▸ **Prompt**
The lines to return are the one containing "the new position" and all that follow it in the entries below, duplicated exactly and nothing else.

▸ **Exercise input**
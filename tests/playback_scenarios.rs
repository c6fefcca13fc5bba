//! End-to-end playback behaviour through the public API.

use keyfall::config::Settings;
use keyfall::midi::{
    build_timeline, EventKind, RawControl, RawNote, RawScore, RawTempoChange, RawTrack, TempoMap,
};
use keyfall::playback::{ManualClock, Scheduler, SchedulerState, Session, SynthSink};
use keyfall::projector::RenderProjector;
use keyfall::Timeline;

/// Records every call it receives.
#[derive(Debug, Default)]
struct Recorder {
    triggers: Vec<(u8, u8, u8)>,
    releases: Vec<(u8, u8)>,
    release_alls: usize,
}

impl SynthSink for Recorder {
    fn trigger(&mut self, pitch: u8, channel: u8, velocity: u8) {
        self.triggers.push((pitch, channel, velocity));
    }

    fn release(&mut self, pitch: u8, channel: u8) {
        self.releases.push((pitch, channel));
    }

    fn release_all(&mut self) {
        self.release_alls += 1;
    }
}

/// Scores use 480 ticks per beat at the default 120 BPM: 960 ticks per second.
fn score(notes: Vec<RawNote>, controls: Vec<RawControl>) -> RawScore {
    let mut score = RawScore::new("Scenario", 480);
    let mut track = RawTrack::new("Piano");
    track.notes = notes;
    track.controls = controls;
    score.tracks.push(track);
    score
}

fn timeline(score: &RawScore) -> Timeline {
    let (tempo, _) = TempoMap::build(score.ticks_per_beat, &score.tempo_changes);
    build_timeline(score, &tempo).unwrap().0
}

/// One note on pitch 60 from 0s to 1s.
fn single_note() -> Timeline {
    timeline(&score(vec![RawNote::new(60, 0.5, 0, 0, 960)], vec![]))
}

#[test]
fn struck_note_is_highlighted_at_strike_line() {
    let timeline = single_note();
    let mut synth = Recorder::default();
    let mut scheduler = Scheduler::new(timeline.clone(), 0.1);
    scheduler.play(&mut synth);
    scheduler.advance_to(0.5, &mut synth);

    let snapshot = scheduler.snapshot();
    let frame = RenderProjector::new(timeline, 0.1, 1.3).project(
        0.5,
        4.0,
        &snapshot.active,
        &snapshot.fading,
    );

    assert_eq!(frame.notes.len(), 1);
    let rect = frame.notes[0];
    assert_eq!(rect.pitch, 60);
    assert_eq!(rect.top_offset_seconds, -0.5);
    assert!(rect.highlighted);
    assert_eq!(rect.opacity, 1.0);
    assert_eq!(synth.triggers, vec![(60, 0, 64)]);
}

#[test]
fn seek_past_end_leaves_nothing_sounding() {
    let mut synth = Recorder::default();
    let mut scheduler = Scheduler::new(single_note(), 0.1);
    scheduler.play(&mut synth);
    scheduler.seek_to(2.0, &mut synth);
    scheduler.advance_to(2.0, &mut synth);

    let snapshot = scheduler.snapshot();
    assert!(snapshot.active.is_empty());
    assert!(snapshot.fading.is_empty());
    assert!(synth.triggers.is_empty());
}

#[test]
fn seek_is_idempotent() {
    let timeline = timeline(&score(
        vec![
            RawNote::new(60, 0.5, 0, 0, 960),
            RawNote::new(62, 0.5, 0, 960, 1920),
            RawNote::new(64, 0.5, 0, 1920, 2880),
        ],
        vec![],
    ));
    let mut synth = Recorder::default();
    let mut scheduler = Scheduler::new(timeline, 0.1);
    scheduler.play(&mut synth);
    scheduler.advance_to(0.5, &mut synth);

    scheduler.seek_to(1.5, &mut synth);
    let once = (scheduler.cursor(), scheduler.snapshot(), scheduler.state());
    let triggers = synth.triggers.len();

    scheduler.seek_to(1.5, &mut synth);
    let twice = (scheduler.cursor(), scheduler.snapshot(), scheduler.state());

    assert_eq!(once, twice);
    assert_eq!(synth.triggers.len(), triggers);
}

#[test]
fn seek_readmits_only_after_advance() {
    let timeline = timeline(&score(
        vec![
            RawNote::new(60, 0.5, 0, 0, 960),
            RawNote::new(62, 0.5, 0, 960, 1920),
        ],
        vec![],
    ));
    let mut synth = Recorder::default();
    let mut scheduler = Scheduler::new(timeline, 0.1);
    scheduler.play(&mut synth);
    scheduler.advance_to(0.5, &mut synth);
    assert_eq!(scheduler.snapshot().active.len(), 1);

    scheduler.seek_to(1.0, &mut synth);
    assert!(scheduler.snapshot().active.is_empty());

    scheduler.advance_to(1.0, &mut synth);
    let active = scheduler.snapshot().active;
    assert_eq!(active.len(), 1);
    assert_eq!(active[0].pitch, 62);
}

#[test]
fn fade_ends_exactly_at_duration() {
    let mut synth = Recorder::default();
    let mut scheduler = Scheduler::new(single_note(), 0.25);
    scheduler.play(&mut synth);
    scheduler.advance_to(1.0, &mut synth);
    assert_eq!(scheduler.snapshot().fading.len(), 1);
    assert_eq!(synth.releases, vec![(60, 0)]);

    scheduler.advance_to(1.125, &mut synth);
    assert_eq!(scheduler.snapshot().fading.len(), 1);

    scheduler.advance_to(1.25, &mut synth);
    assert!(scheduler.snapshot().fading.is_empty());
}

#[test]
fn timeline_is_monotonic() {
    let timeline = timeline(&score(
        vec![
            RawNote::new(72, 0.9, 1, 1500, 1700),
            RawNote::new(60, 0.5, 0, 0, 2000),
            RawNote::new(64, 0.5, 0, 100, 300),
            RawNote::new(67, 0.5, 2, 100, 100),
        ],
        vec![
            RawControl {
                tick: 50,
                controller: 64,
                value: 127,
                channel: 0,
            },
            RawControl {
                tick: 1000,
                controller: 64,
                value: 0,
                channel: 0,
            },
        ],
    ));
    assert!(timeline
        .events()
        .windows(2)
        .all(|pair| pair[0].time_seconds <= pair[1].time_seconds));
}

#[test]
fn quarter_note_at_120_bpm_is_half_a_second() {
    let change = RawTempoChange {
        tick: 0,
        microseconds_per_beat: 500_000,
    };
    let (tempo, _) = TempoMap::build(480, &[change]);
    assert_eq!(tempo.to_seconds(480), 0.5);
}

#[test]
fn sustain_extends_release_to_pedal_up() {
    // Note 0-0.2s, pedal down 0-1.0s
    let timeline = timeline(&score(
        vec![RawNote::new(60, 0.5, 0, 0, 192)],
        vec![
            RawControl {
                tick: 0,
                controller: 64,
                value: 127,
                channel: 0,
            },
            RawControl {
                tick: 960,
                controller: 64,
                value: 0,
                channel: 0,
            },
        ],
    ));

    let mut note_on = None;
    let mut note_off = None;
    for event in timeline.events() {
        match event.kind {
            EventKind::NoteOn {
                resolved_duration_seconds,
                ..
            } => note_on = Some(resolved_duration_seconds),
            EventKind::NoteOff { .. } => note_off = Some(event.time_seconds),
            EventKind::ControlChange { .. } => {}
        }
    }
    assert_eq!(note_on, Some(1.0));
    assert_eq!(note_off, Some(1.0));
    assert_eq!(timeline.total_duration_seconds(), 1.0);
}

#[test]
fn session_follows_the_hardware_clock() {
    let score = score(
        vec![
            RawNote::new(60, 0.5, 0, 0, 960),
            RawNote::new(67, 0.5, 0, 1920, 2880),
        ],
        vec![],
    );
    let hw = ManualClock::new();
    let (mut session, warnings) =
        Session::load(&score, Recorder::default(), hw.clone(), &Settings::default()).unwrap();
    assert!(warnings.is_empty());

    session.play().unwrap();
    hw.advance(0.5);
    let frame = session.tick().unwrap();
    assert_eq!(frame.elapsed_seconds, 0.5);
    assert_eq!(frame.keyboard.len(), 1);
    // The second note is inside the lookahead window
    assert_eq!(frame.notes.len(), 2);
    assert_eq!(frame.notes[1].top_offset_seconds, 1.5);

    // Seeking while playing keeps playing from the new position
    session.seek_to(2.0).unwrap();
    hw.advance(0.25);
    let frame = session.tick().unwrap();
    assert_eq!(frame.elapsed_seconds, 2.25);
    assert_eq!(session.state(), SchedulerState::Playing);
    assert_eq!(session.synth().triggers.last(), Some(&(67, 0, 64)));

    session.stop().unwrap();
    assert_eq!(session.state(), SchedulerState::Idle);
    assert_eq!(session.elapsed_seconds().unwrap(), 0.0);
}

▸ **Result of this task**
    // Seeking while playing keeps playing from the new position
    session.seek_to(2.0).unwrap();
    hw.advance(0.25);
    let frame = session.tick().unwrap();
    assert_eq!(frame.elapsed_seconds, 2.25);
    assert_eq!(session.state(), SchedulerState::Playing);
    assert_eq!(session.synth().triggers.last(), Some(&(67, 0, 64)));

    session.stop().unwrap();
    assert_eq!(session.state(), SchedulerState::Idle);
    assert_eq!(session.elapsed_seconds().unwrap(), 0.0);
}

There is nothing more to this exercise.